■ **Records for processing**
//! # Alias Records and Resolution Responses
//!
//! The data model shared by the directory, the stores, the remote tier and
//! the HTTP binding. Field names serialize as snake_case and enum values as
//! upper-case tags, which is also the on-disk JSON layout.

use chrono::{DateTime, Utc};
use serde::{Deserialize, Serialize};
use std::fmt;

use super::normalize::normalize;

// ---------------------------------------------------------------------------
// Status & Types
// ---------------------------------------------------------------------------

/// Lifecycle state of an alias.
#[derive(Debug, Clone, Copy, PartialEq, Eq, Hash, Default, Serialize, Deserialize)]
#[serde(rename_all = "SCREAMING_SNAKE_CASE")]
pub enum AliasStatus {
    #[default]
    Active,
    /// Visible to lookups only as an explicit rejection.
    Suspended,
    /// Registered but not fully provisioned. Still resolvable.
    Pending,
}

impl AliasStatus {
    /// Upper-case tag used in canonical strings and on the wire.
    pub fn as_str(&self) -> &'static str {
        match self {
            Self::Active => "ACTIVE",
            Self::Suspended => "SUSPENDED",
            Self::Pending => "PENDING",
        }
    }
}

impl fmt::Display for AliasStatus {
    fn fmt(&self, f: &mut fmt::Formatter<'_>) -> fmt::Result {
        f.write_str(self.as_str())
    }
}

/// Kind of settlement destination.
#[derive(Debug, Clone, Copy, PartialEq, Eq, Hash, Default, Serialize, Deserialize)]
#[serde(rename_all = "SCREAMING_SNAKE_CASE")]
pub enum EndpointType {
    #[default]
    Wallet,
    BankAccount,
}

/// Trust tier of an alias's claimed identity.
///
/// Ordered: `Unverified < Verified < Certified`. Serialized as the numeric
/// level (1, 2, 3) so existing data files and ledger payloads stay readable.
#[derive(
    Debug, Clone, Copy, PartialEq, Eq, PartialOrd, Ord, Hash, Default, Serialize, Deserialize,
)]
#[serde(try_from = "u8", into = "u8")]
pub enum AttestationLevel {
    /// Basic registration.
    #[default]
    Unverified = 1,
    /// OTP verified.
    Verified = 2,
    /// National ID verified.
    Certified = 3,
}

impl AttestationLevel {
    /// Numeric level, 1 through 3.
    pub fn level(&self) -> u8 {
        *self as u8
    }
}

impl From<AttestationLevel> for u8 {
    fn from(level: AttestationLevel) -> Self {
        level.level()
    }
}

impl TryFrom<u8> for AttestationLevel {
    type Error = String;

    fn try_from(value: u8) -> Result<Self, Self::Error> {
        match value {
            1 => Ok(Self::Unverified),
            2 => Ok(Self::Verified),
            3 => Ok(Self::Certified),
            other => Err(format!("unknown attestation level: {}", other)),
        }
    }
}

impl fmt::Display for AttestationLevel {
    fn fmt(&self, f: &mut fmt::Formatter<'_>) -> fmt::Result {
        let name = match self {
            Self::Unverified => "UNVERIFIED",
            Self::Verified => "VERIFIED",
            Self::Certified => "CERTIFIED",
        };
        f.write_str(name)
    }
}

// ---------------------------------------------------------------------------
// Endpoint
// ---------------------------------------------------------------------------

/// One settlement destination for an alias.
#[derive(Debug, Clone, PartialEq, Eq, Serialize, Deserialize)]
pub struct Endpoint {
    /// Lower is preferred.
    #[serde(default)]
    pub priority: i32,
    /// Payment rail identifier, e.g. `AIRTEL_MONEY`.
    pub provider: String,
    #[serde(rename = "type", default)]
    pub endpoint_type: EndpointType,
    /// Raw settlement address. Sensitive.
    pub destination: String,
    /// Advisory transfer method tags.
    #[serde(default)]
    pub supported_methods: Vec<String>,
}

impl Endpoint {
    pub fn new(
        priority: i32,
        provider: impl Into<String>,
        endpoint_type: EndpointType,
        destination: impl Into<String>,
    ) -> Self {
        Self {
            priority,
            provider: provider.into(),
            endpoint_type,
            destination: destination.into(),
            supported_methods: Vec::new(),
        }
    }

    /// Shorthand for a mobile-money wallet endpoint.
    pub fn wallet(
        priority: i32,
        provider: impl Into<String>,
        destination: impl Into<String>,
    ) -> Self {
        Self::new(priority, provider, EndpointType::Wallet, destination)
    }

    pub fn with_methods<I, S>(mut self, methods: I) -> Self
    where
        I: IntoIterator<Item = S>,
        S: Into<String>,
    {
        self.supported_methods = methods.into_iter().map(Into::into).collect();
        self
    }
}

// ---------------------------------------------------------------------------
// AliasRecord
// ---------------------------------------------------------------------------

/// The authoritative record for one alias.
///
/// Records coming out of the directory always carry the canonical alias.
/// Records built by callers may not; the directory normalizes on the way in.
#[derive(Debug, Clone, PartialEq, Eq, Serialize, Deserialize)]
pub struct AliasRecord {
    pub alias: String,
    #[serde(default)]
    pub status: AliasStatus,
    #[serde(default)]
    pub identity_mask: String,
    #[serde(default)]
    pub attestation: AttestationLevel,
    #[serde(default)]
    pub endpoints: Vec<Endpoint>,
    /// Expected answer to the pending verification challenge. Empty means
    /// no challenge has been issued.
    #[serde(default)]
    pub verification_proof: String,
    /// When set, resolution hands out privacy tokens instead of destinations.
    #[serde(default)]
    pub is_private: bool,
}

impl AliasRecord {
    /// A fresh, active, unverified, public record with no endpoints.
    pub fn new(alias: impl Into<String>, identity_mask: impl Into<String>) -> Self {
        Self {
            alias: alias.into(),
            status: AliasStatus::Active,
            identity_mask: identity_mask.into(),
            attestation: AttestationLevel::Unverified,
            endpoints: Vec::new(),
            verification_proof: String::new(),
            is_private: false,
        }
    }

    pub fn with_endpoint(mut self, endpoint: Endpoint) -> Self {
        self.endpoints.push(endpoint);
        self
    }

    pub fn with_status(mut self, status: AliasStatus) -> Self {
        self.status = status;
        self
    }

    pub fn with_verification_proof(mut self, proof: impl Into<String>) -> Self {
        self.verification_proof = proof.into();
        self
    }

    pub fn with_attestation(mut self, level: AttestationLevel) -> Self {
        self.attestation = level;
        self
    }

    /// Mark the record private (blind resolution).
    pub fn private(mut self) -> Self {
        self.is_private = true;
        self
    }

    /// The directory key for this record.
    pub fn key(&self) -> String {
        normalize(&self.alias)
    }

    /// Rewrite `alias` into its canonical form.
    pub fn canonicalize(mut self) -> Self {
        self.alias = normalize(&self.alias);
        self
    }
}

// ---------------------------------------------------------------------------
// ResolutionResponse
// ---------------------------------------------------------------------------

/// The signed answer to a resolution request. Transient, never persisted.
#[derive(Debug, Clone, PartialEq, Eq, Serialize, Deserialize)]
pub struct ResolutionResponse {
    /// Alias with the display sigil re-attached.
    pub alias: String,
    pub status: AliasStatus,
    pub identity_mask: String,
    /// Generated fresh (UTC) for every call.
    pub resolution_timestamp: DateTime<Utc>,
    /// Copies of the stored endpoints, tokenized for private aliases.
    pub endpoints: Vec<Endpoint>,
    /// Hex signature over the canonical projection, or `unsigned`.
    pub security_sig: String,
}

■ **Goal of the exercise**
If a line of the listing above holds the string "settlement", copy it.

■ **Result of the task**
/// Kind of settlement destination.
/// One settlement destination for an alias.
    /// Raw settlement address. Sensitive.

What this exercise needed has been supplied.